## Your assignment
Every record is to be restated exactly, with nothing left out.

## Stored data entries
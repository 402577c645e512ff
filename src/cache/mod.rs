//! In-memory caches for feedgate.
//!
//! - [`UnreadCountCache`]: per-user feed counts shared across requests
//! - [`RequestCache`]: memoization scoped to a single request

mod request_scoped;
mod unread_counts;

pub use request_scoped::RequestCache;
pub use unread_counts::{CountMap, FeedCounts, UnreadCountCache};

## Response
repository 402577c645e512ff
filename src/cache/mod.rs
//! In-memory caches for feedgate.
//!
//! - [`UnreadCountCache`]: per-user feed counts shared across requests
//! - [`RequestCache`]: memoization scoped to a single request

mod request_scoped;
mod unread_counts;

pub use request_scoped::RequestCache;
pub use unread_counts::{CountMap, FeedCounts, UnreadCountCache};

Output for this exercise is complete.